I’m trying to be conscious of my health. At a recent doctor’s visit, I was warned of prehypertension. Most likely a combination of the usual suspects - poor diet and lack of real exercise. In our basement sits a rarely-used elliptical trainer and stationary bike. Though I prefer actual biking, especially in much colder weather (a post for another time), the stationary is great for training and enjoying YouTube or Crunchyroll while working out. Then, the diet. I mean. I like cooking. Sometimes I even like picking out ingredients. I also work downtown, and within a short walk of some amazingly (un)healthy options for breakfast, lunch, dinner, and drinks. There is a balance to be made here, but as I see my parents, friends, and family aging, I can start to feel the effects for myself. I remember waking up and nothing hurt. It’s not as though I wake up with aches and pains, but it definitely takes more work to get out of bed. My knees really aren’t what they used to be. Hell, I should be starting every morning with a small dose of yoga and a healthy breakfast…I can try and maintain this for a bit but it’s a difficult habit to build and an even more difficult lifestyle to shift to. Colleen Patrick-Goudreau says it well, “If we don’t have time to be sick, we have to make time to be healthy.”

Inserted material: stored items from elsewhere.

//! User records and login credentials.

use serde::{Deserialize, Serialize};
use serde_json::{Map, Value};
use std::fmt;

/// Fallback display name when the user record has none.
pub const DEFAULT_USERNAME: &str = "User";

/// Email/password pair sent to the login endpoint.
#[derive(Clone, Serialize, Deserialize)]
pub struct Credentials {
    pub email: String,
    pub password: String,
}

impl Credentials {
    pub fn new(email: impl Into<String>, password: impl Into<String>) -> Self {
        Self {
            email: email.into(),
            password: password.into(),
        }
    }
}

impl fmt::Debug for Credentials {
    fn fmt(&self, f: &mut fmt::Formatter<'_>) -> fmt::Result {
        f.debug_struct("Credentials")
            .field("email", &self.email)
            .field("password", &"***")
            .finish()
    }
}

/// A user record as returned by the API.
///
/// Known fields have accessors; everything else is kept verbatim so updates
/// can carry arbitrary fields.
#[derive(Debug, Clone, Default, PartialEq, Serialize, Deserialize)]
#[serde(transparent)]
pub struct UserRecord(Map<String, Value>);

impl UserRecord {
    /// Accept only JSON objects.
    pub fn from_value(value: Value) -> Option<Self> {
        match value {
            Value::Object(map) => Some(Self(map)),
            _ => None,
        }
    }

    /// Record used when the login response carries no usable user.
    pub fn placeholder(email: &str) -> Self {
        let mut map = Map::new();
        map.insert("id".into(), Value::String("unknown".into()));
        map.insert("name".into(), Value::String(DEFAULT_USERNAME.into()));
        map.insert("email".into(), Value::String(email.into()));
        map.insert("username".into(), Value::String(email.into()));
        Self(map)
    }

    pub fn as_map(&self) -> &Map<String, Value> {
        &self.0
    }

    pub fn to_value(&self) -> Value {
        Value::Object(self.0.clone())
    }

    pub fn get(&self, field: &str) -> Option<&Value> {
        self.0.get(field)
    }

    /// `id` rendered as text; numbers and strings are both accepted.
    pub fn id(&self) -> Option<String> {
        self.0.get("id").and_then(scalar_text)
    }

    pub fn name(&self) -> Option<&str> {
        self.0.get("name").and_then(Value::as_str)
    }

    pub fn email(&self) -> Option<&str> {
        self.0.get("email").and_then(Value::as_str)
    }

    pub fn tenant_id(&self) -> Option<String> {
        self.0.get("tenant_id").and_then(scalar_text)
    }

    pub fn profile(&self) -> Option<&Map<String, Value>> {
        self.0.get("profile").and_then(Value::as_object)
    }

    /// `profile.name`, then `name`, then `username`, then [`DEFAULT_USERNAME`].
    pub fn display_name(&self) -> String {
        self.profile()
            .and_then(|p| p.get("name"))
            .and_then(Value::as_str)
            .or_else(|| self.name())
            .or_else(|| self.0.get("username").and_then(Value::as_str))
            .filter(|name| !name.is_empty())
            .unwrap_or(DEFAULT_USERNAME)
            .to_string()
    }

    /// Merge `partial` into this record.
    ///
    /// Top-level fields are overwritten. An object-valued `profile` is merged
    /// one level deep so sibling profile fields survive.
    pub fn merge(&mut self, partial: &Map<String, Value>) {
        for (key, value) in partial {
            match (key.as_str(), value) {
                ("profile", Value::Object(incoming)) => {
                    let mut profile = self.profile().cloned().unwrap_or_default();
                    for (field, field_value) in incoming {
                        profile.insert(field.clone(), field_value.clone());
                    }
                    self.0.insert(key.clone(), Value::Object(profile));
                }
                _ => {
                    self.0.insert(key.clone(), value.clone());
                }
            }
        }
    }
}

fn scalar_text(value: &Value) -> Option<String> {
    match value {
        Value::String(s) => Some(s.clone()),
        Value::Number(n) => Some(n.to_string()),
        _ => None,
    }
}

/// User carried by a login response, decided once at the API boundary.
#[derive(Debug, Clone, PartialEq)]
pub enum LoginUser {
    /// The response carried a user object.
    Parsed(UserRecord),
    /// The user field was missing or not an object; a placeholder was built.
    Fallback(UserRecord),
}

impl LoginUser {
    pub fn resolve(user: Option<Value>, email: &str) -> Self {
        match user.and_then(UserRecord::from_value) {
            Some(record) => LoginUser::Parsed(record),
            None => LoginUser::Fallback(UserRecord::placeholder(email)),
        }
    }

    pub fn is_fallback(&self) -> bool {
        matches!(self, LoginUser::Fallback(_))
    }

    pub fn record(&self) -> &UserRecord {
        match self {
            LoginUser::Parsed(record) | LoginUser::Fallback(record) => record,
        }
    }

    pub fn into_record(self) -> UserRecord {
        match self {
            LoginUser::Parsed(record) | LoginUser::Fallback(record) => record,
        }
    }
}

#[cfg(test)]
mod tests {
    use super::*;
    use serde_json::json;

    fn record(value: Value) -> UserRecord {
        UserRecord::from_value(value).unwrap()
    }

    #[test]
    fn test_accessors() {
        let user = record(json!({
            "id": 7,
            "name": "Wei",
            "email": "wei@example.com",
            "tenant_id": "t-1",
            "profile": {"name": "Wei Zhang"}
        }));

        assert_eq!(user.id().as_deref(), Some("7"));
        assert_eq!(user.email(), Some("wei@example.com"));
        assert_eq!(user.tenant_id().as_deref(), Some("t-1"));
        assert_eq!(user.display_name(), "Wei Zhang");
    }

    #[test]
    fn test_display_name_fallbacks() {
        assert_eq!(record(json!({"name": "Li"})).display_name(), "Li");
        assert_eq!(record(json!({"username": "li@x"})).display_name(), "li@x");
        assert_eq!(record(json!({})).display_name(), DEFAULT_USERNAME);
    }

    #[test]
    fn test_merge_keeps_sibling_profile_fields() {
        let mut user = record(json!({"id": 1, "profile": {"name": "X", "email": "e"}}));
        user.merge(json!({"profile": {"name": "Y"}}).as_object().unwrap());

        assert_eq!(
            user.to_value(),
            json!({"id": 1, "profile": {"name": "Y", "email": "e"}})
        );
    }

    #[test]
    fn test_merge_overwrites_other_fields_wholesale() {
        let mut user = record(json!({"name": "a", "settings": {"theme": "dark", "lang": "zh"}}));
        user.merge(json!({"name": "b", "settings": {"theme": "light"}}).as_object().unwrap());

        assert_eq!(user.name(), Some("b"));
        assert_eq!(user.get("settings"), Some(&json!({"theme": "light"})));
    }

    #[test]
    fn test_merge_non_object_profile_replaces() {
        let mut user = record(json!({"profile": {"name": "X"}}));
        user.merge(json!({"profile": null}).as_object().unwrap());
        assert_eq!(user.get("profile"), Some(&Value::Null));

        user.merge(json!({"profile": {"name": "Z"}}).as_object().unwrap());
        assert_eq!(user.profile().unwrap().get("name"), Some(&json!("Z")));
    }

    #[test]
    fn test_login_user_resolution() {
        let parsed = LoginUser::resolve(Some(json!({"id": 1, "name": "x"})), "a@b");
        assert!(!parsed.is_fallback());
        assert_eq!(parsed.into_record().name(), Some("x"));

        for user in [None, Some(json!("x")), Some(json!(42)), Some(Value::Null)] {
            let fallback = LoginUser::resolve(user, "a@b");
            assert!(fallback.is_fallback());
            let record = fallback.into_record();
            assert_eq!(record.id().as_deref(), Some("unknown"));
            assert_eq!(record.email(), Some("a@b"));
            assert_eq!(record.display_name(), DEFAULT_USERNAME);
        }
    }

    #[test]
    fn test_credentials_debug_hides_password() {
        let debug = format!("{:?}", Credentials::new("a@b", "hunter2"));
        assert!(debug.contains("a@b"));
        assert!(!debug.contains("hunter2"));
    }
}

I maintain a checkbox-style list in Google Keep, titled Things I might like to do regularly. Checkbox-style lists are, of course, the best way to get things done. Though, these aren’t really things to get done. I suppose I’m always Trying to do these things, too:
- Work out in the morning
- Yoga
- Cook ahead of time
- Ride my bike
- 日本語の勉強 (study Japanese)
- Work out w/ bae
- Domestic tidiness (keeping the house clean)
- Shop
- Write
None of these are particularly lofty goals. But, they take time, and they take willpower. I suppose I have one more thing…
I am trying to harness my willpower. It’s a finite resource, we’ve all seen the YouTube videos and used it as an excuse to slack off. I think I’d like to try the opposite, and harness my willpower and excuse myself into improvement. It is easy to blow things off (like yoga, or cooking, or whatever) and dive into work, or a story, or video games, or whatever else instead. So maybe I can excuse myself from other, less-wholesome or less-fulfilling activities. Isn’t that always the stretch goal?
So, that’s kind of a good start. That’s what I’d like to Try in 2019. There’s certainly smaller things, like moving this blog away from the tumblr platform, or biking to work a few times a week, but those aren’t the lofty, overarching kinds of vectors I wanted to dig into.
I hope your 2018 was lovely, and I hope for a 2019 we all appreciate.